Transcribe the whole listing precisely, leaving nothing out.

============================================================

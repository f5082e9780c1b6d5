use crate::core::error::PlateError;
use phf::{Map, phf_map};
use std::fmt;
use std::str::FromStr;

/// One of the four 96-well plates interleaved in a 384-well plate.
///
/// The position names follow the 2 x 2 block at the upper-left corner of the 384 plate:
///
/// ```text
///  a1 | a2
/// ---- ----
///  b1 | b2
/// ```
///
/// Variants are declared in export order (`a1`, `b1`, `a2`, `b2`).
#[derive(Debug, Clone, Copy, PartialEq, Eq, Hash, PartialOrd, Ord)]
pub enum Quadrant {
    TopLeft,
    BottomLeft,
    TopRight,
    BottomRight,
}

static QUADRANT_NAMES: Map<&'static str, Quadrant> = phf_map! {
    "a1" => Quadrant::TopLeft,
    "a2" => Quadrant::TopRight,
    "b1" => Quadrant::BottomLeft,
    "b2" => Quadrant::BottomRight,
    "top-left" => Quadrant::TopLeft,
    "top-right" => Quadrant::TopRight,
    "bottom-left" => Quadrant::BottomLeft,
    "bottom-right" => Quadrant::BottomRight,
};

impl Quadrant {
    pub const ALL: [Quadrant; 4] = [
        Quadrant::TopLeft,
        Quadrant::BottomLeft,
        Quadrant::TopRight,
        Quadrant::BottomRight,
    ];

    /// Short position name used on the command line (`a1`, `a2`, `b1`, `b2`).
    pub const fn position_name(&self) -> &'static str {
        match self {
            Quadrant::TopLeft => "a1",
            Quadrant::TopRight => "a2",
            Quadrant::BottomLeft => "b1",
            Quadrant::BottomRight => "b2",
        }
    }

    pub const fn long_name(&self) -> &'static str {
        match self {
            Quadrant::TopLeft => "top-left",
            Quadrant::TopRight => "top-right",
            Quadrant::BottomLeft => "bottom-left",
            Quadrant::BottomRight => "bottom-right",
        }
    }

    /// Offset of the first 384 row used by this quadrant (0 for `a`, 1 for `b`).
    pub const fn row_offset(&self) -> usize {
        match self {
            Quadrant::TopLeft | Quadrant::TopRight => 0,
            Quadrant::BottomLeft | Quadrant::BottomRight => 1,
        }
    }

    /// Offset of the first 384 column used by this quadrant (0 for column 1, 1 for column 2).
    pub const fn column_offset(&self) -> usize {
        match self {
            Quadrant::TopLeft | Quadrant::BottomLeft => 0,
            Quadrant::TopRight | Quadrant::BottomRight => 1,
        }
    }

    pub(crate) fn from_offsets(row_offset: usize, column_offset: usize) -> Self {
        match (row_offset % 2, column_offset % 2) {
            (0, 0) => Quadrant::TopLeft,
            (0, _) => Quadrant::TopRight,
            (_, 0) => Quadrant::BottomLeft,
            _ => Quadrant::BottomRight,
        }
    }
}

impl fmt::Display for Quadrant {
    fn fmt(&self, f: &mut fmt::Formatter<'_>) -> fmt::Result {
        write!(f, "{}", self.position_name())
    }
}

impl FromStr for Quadrant {
    type Err = PlateError;

    fn from_str(s: &str) -> Result<Self, Self::Err> {
        let key = s.trim().to_ascii_lowercase().replace('_', "-");
        QUADRANT_NAMES
            .get(key.as_str())
            .copied()
            .ok_or_else(|| PlateError::InvalidQuadrant(s.to_string()))
    }
}

#[cfg(test)]
mod tests {
    use super::*;

    #[test]
    fn parses_position_and_long_names() {
        assert_eq!("a1".parse::<Quadrant>().unwrap(), Quadrant::TopLeft);
        assert_eq!("A2".parse::<Quadrant>().unwrap(), Quadrant::TopRight);
        assert_eq!("b1".parse::<Quadrant>().unwrap(), Quadrant::BottomLeft);
        assert_eq!(
            "bottom_right".parse::<Quadrant>().unwrap(),
            Quadrant::BottomRight
        );
        assert_eq!(" top-left ".parse::<Quadrant>().unwrap(), Quadrant::TopLeft);
    }

    #[test]
    fn unknown_names_are_invalid_quadrants() {
        let err = "c1".parse::<Quadrant>().unwrap_err();
        assert!(matches!(err, PlateError::InvalidQuadrant(ref name) if name == "c1"));
    }

    #[test]
    fn display_round_trips_through_parse() {
        for quadrant in Quadrant::ALL {
            assert_eq!(quadrant.to_string().parse::<Quadrant>().unwrap(), quadrant);
            assert_eq!(quadrant.long_name().parse::<Quadrant>().unwrap(), quadrant);
        }
    }

    #[test]
    fn all_is_in_export_order_and_sorted() {
        let names: Vec<_> = Quadrant::ALL.iter().map(Quadrant::position_name).collect();
        assert_eq!(names, ["a1", "b1", "a2", "b2"]);
        assert!(Quadrant::ALL.windows(2).all(|w| w[0] < w[1]));
    }

    #[test]
    fn offsets_identify_the_quadrant() {
        for quadrant in Quadrant::ALL {
            assert_eq!(
                Quadrant::from_offsets(quadrant.row_offset(), quadrant.column_offset()),
                quadrant
            );
        }
    }
}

============================================================

Task result.
repository f5082e9780c1b6d5
use crate::core::error::PlateError;
use phf::{Map, phf_map};
use std::fmt;
use std::str::FromStr;

/// One of the four 96-well plates interleaved in a 384-well plate.
///
/// The position names follow the 2 x 2 block at the upper-left corner of the 384 plate:
///
/// ```text
///  a1 | a2
/// ---- ----
///  b1 | b2
/// ```
///
/// Variants are declared in export order (`a1`, `b1`, `a2`, `b2`).
#[derive(Debug, Clone, Copy, PartialEq, Eq, Hash, PartialOrd, Ord)]
pub enum Quadrant {
    TopLeft,
    BottomLeft,
    TopRight,
    BottomRight,
}

static QUADRANT_NAMES: Map<&'static str, Quadrant> = phf_map! {
    "a1" => Quadrant::TopLeft,
    "a2" => Quadrant::TopRight,
    "b1" => Quadrant::BottomLeft,
    "b2" => Quadrant::BottomRight,
    "top-left" => Quadrant::TopLeft,
    "top-right" => Quadrant::TopRight,
    "bottom-left" => Quadrant::BottomLeft,
    "bottom-right" => Quadrant::BottomRight,
};

impl Quadrant {
    pub const ALL: [Quadrant; 4] = [
        Quadrant::TopLeft,
        Quadrant::BottomLeft,
        Quadrant::TopRight,
        Quadrant::BottomRight,
    ];

    /// Short position name used on the command line (`a1`, `a2`, `b1`, `b2`).
    pub const fn position_name(&self) -> &'static str {
        match self {
            Quadrant::TopLeft => "a1",
            Quadrant::TopRight => "a2",
            Quadrant::BottomLeft => "b1",
            Quadrant::BottomRight => "b2",
        }
    }

    pub const fn long_name(&self) -> &'static str {
        match self {
            Quadrant::TopLeft => "top-left",
            Quadrant::TopRight => "top-right",
            Quadrant::BottomLeft => "bottom-left",
            Quadrant::BottomRight => "bottom-right",
        }
    }

    /// Offset of the first 384 row used by this quadrant (0 for `a`, 1 for `b`).
    pub const fn row_offset(&self) -> usize {
        match self {
            Quadrant::TopLeft | Quadrant::TopRight => 0,
            Quadrant::BottomLeft | Quadrant::BottomRight => 1,
        }
    }

    /// Offset of the first 384 column used by this quadrant (0 for column 1, 1 for column 2).
    pub const fn column_offset(&self) -> usize {
        match self {
            Quadrant::TopLeft | Quadrant::BottomLeft => 0,
            Quadrant::TopRight | Quadrant::BottomRight => 1,
        }
    }

    pub(crate) fn from_offsets(row_offset: usize, column_offset: usize) -> Self {
        match (row_offset % 2, column_offset % 2) {
            (0, 0) => Quadrant::TopLeft,
            (0, _) => Quadrant::TopRight,
            (_, 0) => Quadrant::BottomLeft,
            _ => Quadrant::BottomRight,
        }
    }
}

impl fmt::Display for Quadrant {
    fn fmt(&self, f: &mut fmt::Formatter<'_>) -> fmt::Result {
        write!(f, "{}", self.position_name())
    }
}

impl FromStr for Quadrant {
    type Err = PlateError;

    fn from_str(s: &str) -> Result<Self, Self::Err> {
        let key = s.trim().to_ascii_lowercase().replace('_', "-");
        QUADRANT_NAMES
            .get(key.as_str())
            .copied()
            .ok_or_else(|| PlateError::InvalidQuadrant(s.to_string()))
    }
}

#[cfg(test)]
mod tests {
    use super::*;

    #[test]
    fn parses_position_and_long_names() {
        assert_eq!("a1".parse::<Quadrant>().unwrap(), Quadrant::TopLeft);
        assert_eq!("A2".parse::<Quadrant>().unwrap(), Quadrant::TopRight);
        assert_eq!("b1".parse::<Quadrant>().unwrap(), Quadrant::BottomLeft);
        assert_eq!(
            "bottom_right".parse::<Quadrant>().unwrap(),
            Quadrant::BottomRight
        );
        assert_eq!(" top-left ".parse::<Quadrant>().unwrap(), Quadrant::TopLeft);
    }

    #[test]
    fn unknown_names_are_invalid_quadrants() {
        let err = "c1".parse::<Quadrant>().unwrap_err();
        assert!(matches!(err, PlateError::InvalidQuadrant(ref name) if name == "c1"));
    }

    #[test]
    fn display_round_trips_through_parse() {
        for quadrant in Quadrant::ALL {
            assert_eq!(quadrant.to_string().parse::<Quadrant>().unwrap(), quadrant);
            assert_eq!(quadrant.long_name().parse::<Quadrant>().unwrap(), quadrant);
        }
    }

    #[test]
    fn all_is_in_export_order_and_sorted() {
        let names: Vec<_> = Quadrant::ALL.iter().map(Quadrant::position_name).collect();
        assert_eq!(names, ["a1", "b1", "a2", "b2"]);
        assert!(Quadrant::ALL.windows(2).all(|w| w[0] < w[1]));
    }

    #[test]
    fn offsets_identify_the_quadrant() {
        for quadrant in Quadrant::ALL {
            assert_eq!(
                Quadrant::from_offsets(quadrant.row_offset(), quadrant.column_offset()),
                quadrant
            );
        }
    }
}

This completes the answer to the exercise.